- [What the exercise asks]: Lines with the word "entity" are the answer; copy each of them from the data below.

- [Saved data entries]:
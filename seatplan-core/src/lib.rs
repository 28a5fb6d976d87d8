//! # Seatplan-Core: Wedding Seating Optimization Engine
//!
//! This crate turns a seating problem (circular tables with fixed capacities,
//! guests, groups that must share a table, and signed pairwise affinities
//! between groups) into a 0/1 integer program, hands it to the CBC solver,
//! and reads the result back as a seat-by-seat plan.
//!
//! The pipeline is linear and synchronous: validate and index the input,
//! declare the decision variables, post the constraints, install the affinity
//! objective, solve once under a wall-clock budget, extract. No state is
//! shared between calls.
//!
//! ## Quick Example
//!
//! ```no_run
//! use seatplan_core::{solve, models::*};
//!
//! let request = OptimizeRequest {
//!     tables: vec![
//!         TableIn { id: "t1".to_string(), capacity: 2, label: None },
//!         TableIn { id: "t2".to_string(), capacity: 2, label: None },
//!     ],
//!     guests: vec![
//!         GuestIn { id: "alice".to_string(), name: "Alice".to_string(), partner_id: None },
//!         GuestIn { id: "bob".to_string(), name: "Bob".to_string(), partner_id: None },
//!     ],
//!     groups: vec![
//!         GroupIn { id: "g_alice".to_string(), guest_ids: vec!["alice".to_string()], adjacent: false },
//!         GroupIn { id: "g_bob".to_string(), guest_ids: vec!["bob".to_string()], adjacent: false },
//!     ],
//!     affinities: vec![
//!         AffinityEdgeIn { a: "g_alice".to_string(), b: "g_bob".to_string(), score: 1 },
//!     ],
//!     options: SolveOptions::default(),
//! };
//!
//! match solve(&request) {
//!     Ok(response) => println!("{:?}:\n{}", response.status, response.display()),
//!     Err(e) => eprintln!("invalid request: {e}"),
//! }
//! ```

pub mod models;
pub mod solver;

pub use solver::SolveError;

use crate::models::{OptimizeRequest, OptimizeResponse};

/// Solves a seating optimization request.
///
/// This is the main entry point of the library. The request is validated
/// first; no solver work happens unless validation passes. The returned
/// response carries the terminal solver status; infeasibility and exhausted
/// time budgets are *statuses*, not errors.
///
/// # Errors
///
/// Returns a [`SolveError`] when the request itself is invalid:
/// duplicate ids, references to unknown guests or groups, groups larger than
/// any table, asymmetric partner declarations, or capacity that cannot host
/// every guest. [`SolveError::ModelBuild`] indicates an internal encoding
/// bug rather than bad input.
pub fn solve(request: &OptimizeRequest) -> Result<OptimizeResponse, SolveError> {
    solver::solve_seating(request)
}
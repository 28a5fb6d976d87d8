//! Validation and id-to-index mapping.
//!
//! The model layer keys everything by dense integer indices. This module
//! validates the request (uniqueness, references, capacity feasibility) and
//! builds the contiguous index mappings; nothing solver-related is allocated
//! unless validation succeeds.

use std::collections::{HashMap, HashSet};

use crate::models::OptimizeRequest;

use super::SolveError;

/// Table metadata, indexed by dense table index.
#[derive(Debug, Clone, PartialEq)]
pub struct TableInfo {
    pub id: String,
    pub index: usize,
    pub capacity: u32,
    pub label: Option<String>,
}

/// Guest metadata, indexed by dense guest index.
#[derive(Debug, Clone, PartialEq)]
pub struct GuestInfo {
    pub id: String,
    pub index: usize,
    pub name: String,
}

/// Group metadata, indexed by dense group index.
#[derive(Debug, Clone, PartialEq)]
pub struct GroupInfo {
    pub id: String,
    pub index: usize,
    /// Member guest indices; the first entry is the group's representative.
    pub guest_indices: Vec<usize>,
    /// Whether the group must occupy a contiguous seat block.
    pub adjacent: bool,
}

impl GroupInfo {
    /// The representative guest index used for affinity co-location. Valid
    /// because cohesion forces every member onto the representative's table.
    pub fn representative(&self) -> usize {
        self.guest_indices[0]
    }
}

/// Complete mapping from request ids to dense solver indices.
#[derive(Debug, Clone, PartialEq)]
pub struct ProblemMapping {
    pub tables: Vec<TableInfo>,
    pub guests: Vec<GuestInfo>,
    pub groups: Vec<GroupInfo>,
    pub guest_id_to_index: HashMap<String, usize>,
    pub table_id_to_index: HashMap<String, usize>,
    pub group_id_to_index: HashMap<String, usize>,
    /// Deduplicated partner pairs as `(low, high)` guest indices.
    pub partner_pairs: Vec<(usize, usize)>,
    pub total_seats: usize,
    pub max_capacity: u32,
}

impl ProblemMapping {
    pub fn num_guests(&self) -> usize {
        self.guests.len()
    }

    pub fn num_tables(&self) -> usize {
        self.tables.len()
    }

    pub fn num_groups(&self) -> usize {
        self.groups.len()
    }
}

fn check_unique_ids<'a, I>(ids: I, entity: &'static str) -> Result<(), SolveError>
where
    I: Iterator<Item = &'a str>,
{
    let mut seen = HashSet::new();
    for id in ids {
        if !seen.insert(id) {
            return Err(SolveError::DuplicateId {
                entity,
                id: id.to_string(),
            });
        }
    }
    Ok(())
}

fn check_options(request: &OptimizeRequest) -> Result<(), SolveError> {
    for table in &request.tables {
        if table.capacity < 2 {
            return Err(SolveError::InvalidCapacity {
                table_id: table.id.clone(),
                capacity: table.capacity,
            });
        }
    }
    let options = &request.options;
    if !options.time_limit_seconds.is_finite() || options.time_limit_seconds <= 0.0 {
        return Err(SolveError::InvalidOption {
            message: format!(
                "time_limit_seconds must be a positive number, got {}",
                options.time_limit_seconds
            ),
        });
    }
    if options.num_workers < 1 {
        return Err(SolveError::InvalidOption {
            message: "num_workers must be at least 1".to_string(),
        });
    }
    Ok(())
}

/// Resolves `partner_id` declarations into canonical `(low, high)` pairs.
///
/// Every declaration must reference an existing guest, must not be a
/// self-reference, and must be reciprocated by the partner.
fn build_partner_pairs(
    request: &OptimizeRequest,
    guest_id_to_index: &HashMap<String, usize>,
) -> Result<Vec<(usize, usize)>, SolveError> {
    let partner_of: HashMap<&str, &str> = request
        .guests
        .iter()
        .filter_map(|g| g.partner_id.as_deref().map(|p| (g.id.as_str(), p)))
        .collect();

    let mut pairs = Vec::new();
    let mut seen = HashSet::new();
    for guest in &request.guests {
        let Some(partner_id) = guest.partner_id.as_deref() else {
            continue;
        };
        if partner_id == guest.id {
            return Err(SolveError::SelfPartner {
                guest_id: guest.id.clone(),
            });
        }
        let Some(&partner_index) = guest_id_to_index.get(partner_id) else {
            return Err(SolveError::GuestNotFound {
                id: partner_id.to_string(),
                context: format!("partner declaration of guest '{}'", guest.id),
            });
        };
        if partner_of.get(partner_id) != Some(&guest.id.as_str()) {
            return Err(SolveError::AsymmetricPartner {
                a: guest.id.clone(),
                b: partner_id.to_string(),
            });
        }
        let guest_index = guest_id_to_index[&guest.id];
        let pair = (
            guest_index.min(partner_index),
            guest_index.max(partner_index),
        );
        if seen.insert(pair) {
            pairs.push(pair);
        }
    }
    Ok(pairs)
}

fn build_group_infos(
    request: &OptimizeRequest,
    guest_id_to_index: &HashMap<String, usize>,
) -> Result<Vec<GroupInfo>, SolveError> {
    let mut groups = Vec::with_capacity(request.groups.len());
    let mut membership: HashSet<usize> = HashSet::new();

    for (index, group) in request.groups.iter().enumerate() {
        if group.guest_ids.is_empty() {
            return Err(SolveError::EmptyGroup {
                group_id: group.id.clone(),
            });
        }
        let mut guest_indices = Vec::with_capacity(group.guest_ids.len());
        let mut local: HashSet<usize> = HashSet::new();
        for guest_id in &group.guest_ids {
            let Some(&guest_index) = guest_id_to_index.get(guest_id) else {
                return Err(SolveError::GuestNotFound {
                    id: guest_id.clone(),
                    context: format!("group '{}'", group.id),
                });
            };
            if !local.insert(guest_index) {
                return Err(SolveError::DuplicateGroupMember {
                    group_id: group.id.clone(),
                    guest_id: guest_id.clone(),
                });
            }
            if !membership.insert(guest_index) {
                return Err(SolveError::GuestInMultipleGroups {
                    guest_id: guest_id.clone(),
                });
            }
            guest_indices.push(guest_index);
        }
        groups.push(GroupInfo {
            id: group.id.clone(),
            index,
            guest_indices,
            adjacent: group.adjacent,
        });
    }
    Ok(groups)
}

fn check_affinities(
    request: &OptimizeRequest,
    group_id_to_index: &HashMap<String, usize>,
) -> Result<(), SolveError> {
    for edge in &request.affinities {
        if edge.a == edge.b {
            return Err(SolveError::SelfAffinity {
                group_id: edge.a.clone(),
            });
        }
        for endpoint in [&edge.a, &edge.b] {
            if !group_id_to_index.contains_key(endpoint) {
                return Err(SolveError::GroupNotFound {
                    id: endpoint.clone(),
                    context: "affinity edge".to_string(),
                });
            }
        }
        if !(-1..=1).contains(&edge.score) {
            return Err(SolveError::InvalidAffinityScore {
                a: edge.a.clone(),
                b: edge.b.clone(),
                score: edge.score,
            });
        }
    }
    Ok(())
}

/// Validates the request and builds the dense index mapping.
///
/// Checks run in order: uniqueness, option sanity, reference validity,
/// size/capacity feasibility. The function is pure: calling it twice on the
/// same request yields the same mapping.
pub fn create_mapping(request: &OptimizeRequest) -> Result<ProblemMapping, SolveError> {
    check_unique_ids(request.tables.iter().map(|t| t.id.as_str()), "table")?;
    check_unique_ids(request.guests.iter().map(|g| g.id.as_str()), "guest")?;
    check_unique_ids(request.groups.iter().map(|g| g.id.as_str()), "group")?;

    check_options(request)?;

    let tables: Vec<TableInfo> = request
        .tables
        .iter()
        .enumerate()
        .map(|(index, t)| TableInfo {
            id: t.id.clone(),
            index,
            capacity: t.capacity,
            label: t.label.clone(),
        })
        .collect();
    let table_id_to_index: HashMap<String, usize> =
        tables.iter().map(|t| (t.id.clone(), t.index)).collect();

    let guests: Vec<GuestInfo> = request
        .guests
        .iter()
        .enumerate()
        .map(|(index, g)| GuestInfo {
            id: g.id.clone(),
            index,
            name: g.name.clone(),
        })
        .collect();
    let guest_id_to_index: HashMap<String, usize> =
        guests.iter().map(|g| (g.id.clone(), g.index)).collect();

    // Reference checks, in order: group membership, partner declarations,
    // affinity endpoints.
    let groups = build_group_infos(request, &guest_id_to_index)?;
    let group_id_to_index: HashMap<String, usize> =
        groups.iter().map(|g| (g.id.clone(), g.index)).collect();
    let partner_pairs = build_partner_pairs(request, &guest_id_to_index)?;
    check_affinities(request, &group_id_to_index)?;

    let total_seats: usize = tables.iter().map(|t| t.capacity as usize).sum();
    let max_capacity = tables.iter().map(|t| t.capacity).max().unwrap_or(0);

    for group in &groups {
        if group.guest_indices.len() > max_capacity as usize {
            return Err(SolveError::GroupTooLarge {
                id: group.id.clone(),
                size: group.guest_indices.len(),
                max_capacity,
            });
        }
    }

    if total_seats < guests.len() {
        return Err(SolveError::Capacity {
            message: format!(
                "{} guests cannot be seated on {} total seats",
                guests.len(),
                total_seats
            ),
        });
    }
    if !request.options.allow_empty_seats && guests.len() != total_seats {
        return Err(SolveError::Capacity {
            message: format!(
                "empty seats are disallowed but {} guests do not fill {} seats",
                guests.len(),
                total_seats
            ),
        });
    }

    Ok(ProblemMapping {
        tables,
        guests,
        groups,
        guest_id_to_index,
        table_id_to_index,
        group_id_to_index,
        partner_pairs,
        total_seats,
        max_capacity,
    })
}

- [Expected answer]:
fn check_unique_ids<'a, I>(ids: I, entity: &'static str) -> Result<(), SolveError>
                entity,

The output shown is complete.